PROBLEM DESCRIPTION: The data needs to be returned in full, exactly as it reads.

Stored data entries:
BEGIN
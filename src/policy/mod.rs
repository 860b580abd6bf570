//! Per-caller forging policy.
//!
//! Rules come from a line-oriented file and land in one of two disjoint
//! rulesets: "hack" callers get a substituted certificate chain on their real
//! key, "generate" callers get a fully forged key and response. Mode flags can
//! override the rulesets entirely; see [`PolicySnapshot::need_generate`].

use std::sync::Arc;

use crate::device::DeviceProfile;
use crate::snapshot::{Snapshot, SnapshotCell};

pub mod resolver;
mod trie;

pub use resolver::{PackageResolver, PackagesListResolver, PolicyLookupError};
pub use trie::PackageTrie;

/// Hack and generate rulesets built from one rule list.
#[derive(Clone, Debug, Default)]
pub struct RuleSets {
    pub hack: PackageTrie,
    pub generate: PackageTrie,
}

impl RuleSets {
    /// Routes rule lines into rulesets.
    ///
    /// Blank lines and `#` comments are skipped. A trailing `!` sends a rule to
    /// the generate set; with `hardware_broken` every rule goes there and the
    /// hack set stays empty.
    pub fn parse<'a, I>(lines: I, hardware_broken: bool) -> Self
    where
        I: IntoIterator<Item = &'a str>,
    {
        let mut out = Self::default();
        for line in lines {
            let rule = line.trim();
            if rule.is_empty() || rule.starts_with('#') {
                continue;
            }
            match rule.strip_suffix('!') {
                Some(stripped) => {
                    let stripped = stripped.trim();
                    if !stripped.is_empty() {
                        out.generate.insert(stripped);
                    }
                }
                None if hardware_broken => out.generate.insert(rule),
                None => out.hack.insert(rule),
            }
        }
        out
    }
}

#[derive(Clone, Copy, Debug, Default, PartialEq, Eq)]
pub struct ModeFlags {
    /// Every caller is in scope regardless of rules.
    pub global: bool,
    /// Configured: the hardware security layer is unusable.
    pub hardware_broken: bool,
    /// Detected at bootstrap: no TEE security level was announced.
    pub hardware_broken_detected: bool,
    /// Forge remote key provisioning calls.
    pub rkp_bypass: bool,
}

impl ModeFlags {
    pub fn effective_hardware_broken(&self) -> bool {
        self.hardware_broken || self.hardware_broken_detected
    }
}

#[derive(Clone, Copy, Debug, Default, PartialEq, Eq)]
pub struct Verdict {
    pub hack: bool,
    pub generate: bool,
}

/// Immutable rules plus mode flags. Decisions are a pure function of this
/// value and the caller's package names.
#[derive(Clone, Debug, Default)]
pub struct PolicySnapshot {
    pub rules: RuleSets,
    pub modes: ModeFlags,
}

impl PolicySnapshot {
    pub fn from_lines<'a, I>(lines: I, modes: ModeFlags) -> Self
    where
        I: IntoIterator<Item = &'a str>,
    {
        let rules = if modes.global {
            RuleSets::default()
        } else {
            RuleSets::parse(lines, modes.hardware_broken)
        };
        Self { rules, modes }
    }

    /// Whether answering requires the caller's package names at all.
    pub fn needs_packages(&self) -> bool {
        !self.modes.global && !(self.rules.hack.is_empty() && self.rules.generate.is_empty())
    }

    pub fn need_hack<S: AsRef<str>>(&self, packages: &[S]) -> bool {
        if self.modes.effective_hardware_broken() {
            false
        } else if self.modes.global {
            true
        } else {
            self.rules.hack.matches_any(packages)
        }
    }

    pub fn need_generate<S: AsRef<str>>(&self, packages: &[S]) -> bool {
        let broken = self.modes.effective_hardware_broken();
        match (broken, self.modes.global) {
            (true, true) => true,
            (false, true) => false,
            (true, false) => {
                self.rules.generate.matches_any(packages) || self.rules.hack.matches_any(packages)
            }
            (false, false) => self.rules.generate.matches_any(packages),
        }
    }

    pub fn verdict<S: AsRef<str>>(&self, packages: &[S]) -> Verdict {
        Verdict {
            hack: self.need_hack(packages),
            generate: self.need_generate(packages),
        }
    }
}

/// Evaluates the current policy snapshot for a caller uid.
/// What one caller sees: its verdict and the device identity to report to it.
#[derive(Clone, Debug)]
pub struct CallerView {
    pub verdict: Verdict,
    pub device: DeviceProfile,
}

pub struct PolicyEngine {
    snapshots: Arc<SnapshotCell>,
    resolver: Arc<dyn PackageResolver>,
}

impl PolicyEngine {
    pub fn new(snapshots: Arc<SnapshotCell>, resolver: Arc<dyn PackageResolver>) -> Self {
        Self {
            snapshots,
            resolver,
        }
    }

    pub fn snapshots(&self) -> &Arc<SnapshotCell> {
        &self.snapshots
    }

    pub fn verdict(&self, uid: u32) -> Verdict {
        let snapshot = self.snapshots.load();
        let packages = if snapshot.policy.needs_packages() {
            self.resolve(uid)
        } else {
            Vec::new()
        };
        snapshot.policy.verdict(&packages)
    }

    pub fn need_hack(&self, uid: u32) -> bool {
        self.verdict(uid).hack
    }

    pub fn need_generate(&self, uid: u32) -> bool {
        self.verdict(uid).generate
    }

    /// Verdict and device view for `uid`, both taken from the current snapshot.
    pub fn caller(&self, uid: u32) -> CallerView {
        self.caller_on(&self.snapshots.load(), uid)
    }

    /// Like [`PolicyEngine::caller`], against a snapshot the caller already holds.
    /// Packages are looked up at most once.
    pub fn caller_on(&self, snapshot: &Snapshot, uid: u32) -> CallerView {
        let overrides = &snapshot.security_patch;
        let packages = if snapshot.policy.needs_packages() || overrides.needs_packages() {
            self.resolve(uid)
        } else {
            Vec::new()
        };
        let verdict = snapshot.policy.verdict(&packages);
        let device = match overrides.lookup(&packages) {
            Some(value) => snapshot
                .device
                .with_patch_override(value, chrono::Local::now().date_naive()),
            None => snapshot.device.clone(),
        };
        CallerView { verdict, device }
    }

    /// Records whether bootstrap found the hardware security layer missing.
    pub fn set_hardware_broken_detected(&self, detected: bool) {
        self.snapshots.update(|current| {
            let mut next = current.clone();
            next.policy.modes.hardware_broken_detected = detected;
            next
        });
        log::info!(
            "auto-detected broken hardware mode is {}",
            if detected { "enabled" } else { "disabled" }
        );
    }

    fn resolve(&self, uid: u32) -> Vec<String> {
        match self.resolver.packages_for_uid(uid) {
            Ok(packages) => packages,
            Err(err) => {
                log::warn!("package lookup for uid={} failed, treating as unlisted: {}", uid, err);
                Vec::new()
            }
        }
    }
}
END
EXPECTED ANSWER:
filename src/policy/mod.rs
repository 860b580abd6bf570
//! Per-caller forging policy.
//!
//! Rules come from a line-oriented file and land in one of two disjoint
//! rulesets: "hack" callers get a substituted certificate chain on their real
//! key, "generate" callers get a fully forged key and response. Mode flags can
//! override the rulesets entirely; see [`PolicySnapshot::need_generate`].

use std::sync::Arc;

use crate::device::DeviceProfile;
use crate::snapshot::{Snapshot, SnapshotCell};

pub mod resolver;
mod trie;

pub use resolver::{PackageResolver, PackagesListResolver, PolicyLookupError};
pub use trie::PackageTrie;

/// Hack and generate rulesets built from one rule list.
#[derive(Clone, Debug, Default)]
pub struct RuleSets {
    pub hack: PackageTrie,
    pub generate: PackageTrie,
}

impl RuleSets {
    /// Routes rule lines into rulesets.
    ///
    /// Blank lines and `#` comments are skipped. A trailing `!` sends a rule to
    /// the generate set; with `hardware_broken` every rule goes there and the
    /// hack set stays empty.
    pub fn parse<'a, I>(lines: I, hardware_broken: bool) -> Self
    where
        I: IntoIterator<Item = &'a str>,
    {
        let mut out = Self::default();
        for line in lines {
            let rule = line.trim();
            if rule.is_empty() || rule.starts_with('#') {
                continue;
            }
            match rule.strip_suffix('!') {
                Some(stripped) => {
                    let stripped = stripped.trim();
                    if !stripped.is_empty() {
                        out.generate.insert(stripped);
                    }
                }
                None if hardware_broken => out.generate.insert(rule),
                None => out.hack.insert(rule),
            }
        }
        out
    }
}

#[derive(Clone, Copy, Debug, Default, PartialEq, Eq)]
pub struct ModeFlags {
    /// Every caller is in scope regardless of rules.
    pub global: bool,
    /// Configured: the hardware security layer is unusable.
    pub hardware_broken: bool,
    /// Detected at bootstrap: no TEE security level was announced.
    pub hardware_broken_detected: bool,
    /// Forge remote key provisioning calls.
    pub rkp_bypass: bool,
}

impl ModeFlags {
    pub fn effective_hardware_broken(&self) -> bool {
        self.hardware_broken || self.hardware_broken_detected
    }
}

#[derive(Clone, Copy, Debug, Default, PartialEq, Eq)]
pub struct Verdict {
    pub hack: bool,
    pub generate: bool,
}

/// Immutable rules plus mode flags. Decisions are a pure function of this
/// value and the caller's package names.
#[derive(Clone, Debug, Default)]
pub struct PolicySnapshot {
    pub rules: RuleSets,
    pub modes: ModeFlags,
}

impl PolicySnapshot {
    pub fn from_lines<'a, I>(lines: I, modes: ModeFlags) -> Self
    where
        I: IntoIterator<Item = &'a str>,
    {
        let rules = if modes.global {
            RuleSets::default()
        } else {
            RuleSets::parse(lines, modes.hardware_broken)
        };
        Self { rules, modes }
    }

    /// Whether answering requires the caller's package names at all.
    pub fn needs_packages(&self) -> bool {
        !self.modes.global && !(self.rules.hack.is_empty() && self.rules.generate.is_empty())
    }

    pub fn need_hack<S: AsRef<str>>(&self, packages: &[S]) -> bool {
        if self.modes.effective_hardware_broken() {
            false
        } else if self.modes.global {
            true
        } else {
            self.rules.hack.matches_any(packages)
        }
    }

    pub fn need_generate<S: AsRef<str>>(&self, packages: &[S]) -> bool {
        let broken = self.modes.effective_hardware_broken();
        match (broken, self.modes.global) {
            (true, true) => true,
            (false, true) => false,
            (true, false) => {
                self.rules.generate.matches_any(packages) || self.rules.hack.matches_any(packages)
            }
            (false, false) => self.rules.generate.matches_any(packages),
        }
    }

    pub fn verdict<S: AsRef<str>>(&self, packages: &[S]) -> Verdict {
        Verdict {
            hack: self.need_hack(packages),
            generate: self.need_generate(packages),
        }
    }
}

/// Evaluates the current policy snapshot for a caller uid.
/// What one caller sees: its verdict and the device identity to report to it.
#[derive(Clone, Debug)]
pub struct CallerView {
    pub verdict: Verdict,
    pub device: DeviceProfile,
}

pub struct PolicyEngine {
    snapshots: Arc<SnapshotCell>,
    resolver: Arc<dyn PackageResolver>,
}

impl PolicyEngine {
    pub fn new(snapshots: Arc<SnapshotCell>, resolver: Arc<dyn PackageResolver>) -> Self {
        Self {
            snapshots,
            resolver,
        }
    }

    pub fn snapshots(&self) -> &Arc<SnapshotCell> {
        &self.snapshots
    }

    pub fn verdict(&self, uid: u32) -> Verdict {
        let snapshot = self.snapshots.load();
        let packages = if snapshot.policy.needs_packages() {
            self.resolve(uid)
        } else {
            Vec::new()
        };
        snapshot.policy.verdict(&packages)
    }

    pub fn need_hack(&self, uid: u32) -> bool {
        self.verdict(uid).hack
    }

    pub fn need_generate(&self, uid: u32) -> bool {
        self.verdict(uid).generate
    }

    /// Verdict and device view for `uid`, both taken from the current snapshot.
    pub fn caller(&self, uid: u32) -> CallerView {
        self.caller_on(&self.snapshots.load(), uid)
    }

    /// Like [`PolicyEngine::caller`], against a snapshot the caller already holds.
    /// Packages are looked up at most once.
    pub fn caller_on(&self, snapshot: &Snapshot, uid: u32) -> CallerView {
        let overrides = &snapshot.security_patch;
        let packages = if snapshot.policy.needs_packages() || overrides.needs_packages() {
            self.resolve(uid)
        } else {
            Vec::new()
        };
        let verdict = snapshot.policy.verdict(&packages);
        let device = match overrides.lookup(&packages) {
            Some(value) => snapshot
                .device
                .with_patch_override(value, chrono::Local::now().date_naive()),
            None => snapshot.device.clone(),
        };
        CallerView { verdict, device }
    }

    /// Records whether bootstrap found the hardware security layer missing.
    pub fn set_hardware_broken_detected(&self, detected: bool) {
        self.snapshots.update(|current| {
            let mut next = current.clone();
            next.policy.modes.hardware_broken_detected = detected;
            next
        });
        log::info!(
            "auto-detected broken hardware mode is {}",
            if detected { "enabled" } else { "disabled" }
        );
    }

    fn resolve(&self, uid: u32) -> Vec<String> {
        match self.resolver.packages_for_uid(uid) {
            Ok(packages) => packages,
            Err(err) => {
                log::warn!("package lookup for uid={} failed, treating as unlisted: {}", uid, err);
                Vec::new()
            }
        }
    }
}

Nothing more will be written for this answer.